Isoforms of rat liver fatty acid binding protein differ in structure and affinity for fatty acids and fatty acyl CoAs.

Although native rat liver fatty acid binding protein (L-FABP) is composed of isoforms differing in isoelectric point, their comparative structure and function are unknown. These properties of apo- and holo-L-FABP isoforms were resolved by circular dichroism, time-resolved fluorescence spectroscopy, and binding/displacement of fluorescent ligands. Both apo-isoforms had similar hydrodynamic radii of 18.5 A, but apo-isoform I had a greater alpha-helical content and exhibited a longer Tyr lifetime, indicative of secondary and tertiary structural differences from isoform II. Isoforms I and II both had two fatty acid or fatty acyl CoA binding sites. Ligand binding decreased the isoform hydrodynamic radii by 3-4 A and increased Tyr rotational motions in a more restricted range.
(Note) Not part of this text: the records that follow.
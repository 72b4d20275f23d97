pub mod block;
pub mod markup;
pub mod timers;
pub mod tool;
pub mod view;

// Re-export key types for easier usage
pub use block::{BlockConfig, Mode, RawBlock, RawBlockData, RENDER_SETTLE, RESIZE_DEBOUNCE};
pub use timers::{TimerId, Timers};
pub use tool::{BlockTool, HostApi, SanitizeConfig, SanitizeRule, StyleClasses, ToolboxEntry};
pub use view::{Action, NodeId, Tag, ViewEvent, ViewTree};
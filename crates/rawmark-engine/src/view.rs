//! Retained element tree standing in for the host document.
//!
//! The controller owns one [`ViewTree`] and hands the host a single root
//! [`NodeId`]. Hosts and tests interact with elements the way a user would:
//! read them through the tree, or dispatch a [`ViewEvent`] at them.

/// Height of one line of source text, in layout units.
pub const LINE_HEIGHT: u32 = 16;

/// Opaque handle to an element in a [`ViewTree`].
#[derive(Debug, Clone, Copy, PartialEq, Eq, Hash)]
pub struct NodeId(usize);

/// Element kind, the small subset of the host document model this block needs.
#[derive(Debug, Clone, Copy, PartialEq, Eq)]
pub enum Tag {
    /// Generic container (`<div>`).
    Container,
    /// Editable multi-line text surface.
    TextArea,
    /// Clickable control.
    Button,
    /// Executable fragment re-hosted into the preview surface.
    Script,
    /// Verbatim markup slot; serialized without escaping.
    Raw,
}

/// Interaction a rendered element routes back to its controller.
///
/// The event-routing substitute for attaching listener closures: re-render
/// binds a fresh action on the freshly built element, and events aimed at
/// elements from an earlier render no longer match and are dropped.
#[derive(Debug, Clone, Copy, PartialEq, Eq)]
pub enum Action {
    /// Text changed in the source surface.
    EditSource,
    /// The mode-switch control was activated.
    SwitchMode,
}

/// A user interaction delivered to the controller by the host event loop.
#[derive(Debug, Clone, PartialEq)]
pub enum ViewEvent {
    Input { node: NodeId, value: String },
    Click { node: NodeId },
}

/// One element in the tree. Fields are plain data; structure is managed
/// through [`ViewTree`] so parent/child links stay consistent.
#[derive(Debug, Clone)]
pub struct Element {
    pub tag: Tag,
    pub classes: Vec<String>,
    pub attrs: Vec<(String, String)>,
    /// Text content: textarea value, button label, script body, or raw markup.
    pub value: String,
    pub placeholder: String,
    pub visible: bool,
    pub disabled: bool,
    /// Pinned height in layout units; `None` means intrinsic/auto.
    pub height: Option<u32>,
    pub action: Option<Action>,
    children: Vec<NodeId>,
}

impl Element {
    fn new(tag: Tag) -> Self {
        Self {
            tag,
            classes: Vec::new(),
            attrs: Vec::new(),
            value: String::new(),
            placeholder: String::new(),
            visible: true,
            disabled: false,
            height: None,
            action: None,
            children: Vec::new(),
        }
    }

    /// Adds a class name unless already present.
    pub fn add_class(&mut self, class: &str) {
        if !self.classes.iter().any(|c| c == class) {
            self.classes.push(class.to_string());
        }
    }
}

/// Arena of elements. Detached nodes are kept until the tree is dropped;
/// nothing in the block's lifecycle needs reclamation beyond that.
#[derive(Debug, Default)]
pub struct ViewTree {
    nodes: Vec<Element>,
}

impl ViewTree {
    pub fn new() -> Self {
        Self::default()
    }

    pub fn create_element(&mut self, tag: Tag) -> NodeId {
        self.nodes.push(Element::new(tag));
        NodeId(self.nodes.len() - 1)
    }

    pub fn get(&self, node: NodeId) -> &Element {
        &self.nodes[node.0]
    }

    pub fn get_mut(&mut self, node: NodeId) -> &mut Element {
        &mut self.nodes[node.0]
    }

    pub fn append_child(&mut self, parent: NodeId, child: NodeId) {
        debug_assert_ne!(parent, child);
        self.nodes[parent.0].children.push(child);
    }

    /// Detaches all children of `parent`, leaving the node itself in place.
    pub fn clear_children(&mut self, parent: NodeId) {
        self.nodes[parent.0].children.clear();
    }

    pub fn children(&self, parent: NodeId) -> &[NodeId] {
        &self.nodes[parent.0].children
    }

    /// First descendant of `root` (including `root`) with the given tag,
    /// in document order.
    pub fn find_by_tag(&self, root: NodeId, tag: Tag) -> Option<NodeId> {
        if self.get(root).tag == tag {
            return Some(root);
        }
        for &child in self.children(root) {
            if let Some(found) = self.find_by_tag(child, tag) {
                return Some(found);
            }
        }
        None
    }

    /// Measured content extent of an element, derived from its text.
    ///
    /// One line per newline-separated segment; a trailing newline opens an
    /// empty final line, matching how a real text surface scrolls.
    pub fn content_height(&self, node: NodeId) -> u32 {
        let lines = self.get(node).value.split('\n').count() as u32;
        lines * LINE_HEIGHT
    }

    /// Serializes the visible tree under `root` as markup. Raw and script
    /// nodes are emitted verbatim; everything else is escaped.
    pub fn to_html(&self, root: NodeId) -> String {
        let mut out = String::new();
        self.write_node(root, &mut out);
        out
    }

    fn write_node(&self, node: NodeId, out: &mut String) {
        let el = self.get(node);
        if !el.visible {
            return;
        }
        match el.tag {
            Tag::Container => {
                out.push_str("<div");
                self.write_common_attrs(el, out);
                out.push('>');
                for &child in &el.children {
                    self.write_node(child, out);
                }
                out.push_str("</div>");
            }
            Tag::TextArea => {
                out.push_str("<textarea");
                self.write_common_attrs(el, out);
                if !el.placeholder.is_empty() {
                    out.push_str(" placeholder=\"");
                    out.push_str(&html_escape::encode_double_quoted_attribute(
                        &el.placeholder,
                    ));
                    out.push('"');
                }
                if el.disabled {
                    out.push_str(" disabled");
                }
                out.push('>');
                out.push_str(&html_escape::encode_text(&el.value));
                out.push_str("</textarea>");
            }
            Tag::Button => {
                out.push_str("<button");
                self.write_common_attrs(el, out);
                out.push('>');
                out.push_str(&html_escape::encode_text(&el.value));
                out.push_str("</button>");
            }
            Tag::Script => {
                out.push_str("<script");
                for (name, value) in &el.attrs {
                    out.push(' ');
                    out.push_str(name);
                    out.push_str("=\"");
                    out.push_str(&html_escape::encode_double_quoted_attribute(value));
                    out.push('"');
                }
                out.push('>');
                out.push_str(&el.value);
                out.push_str("</script>");
            }
            Tag::Raw => {
                out.push_str(&el.value);
            }
        }
    }

    fn write_common_attrs(&self, el: &Element, out: &mut String) {
        if !el.classes.is_empty() {
            out.push_str(" class=\"");
            out.push_str(&el.classes.join(" "));
            out.push('"');
        }
        if let Some(height) = el.height {
            out.push_str(&format!(" style=\"height: {height}px\""));
        }
    }
}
Fatty acyl CoAs were more effective than fatty acids in altering the isoform structures. Scatchard analysis showed that both isoforms bound cis- parinaric acid with high affinity (Kd values 41 and 60 nM, respectively) and bound trans-parinaric acid with 2- and 7-fold, respectively, higher affinity than for cis-parinaric acid. In contrast, isoform I had higher affinity for cis- and trans-parinaroyl CoAs (Kd values of 33 and 14 nM) than did isoform II (Kd values of 110 and 97 nM), thereby resulting in biphasic plots of parinaroyl-CoA binding to native L-FABP. Finally, displacement studies indicated that each isoform displayed distinct specificities for fatty acid/fatty acyl CoA chain length and unsaturation. Thus, rat L-FABP isoforms differ markedly in both structure and ligand binding function.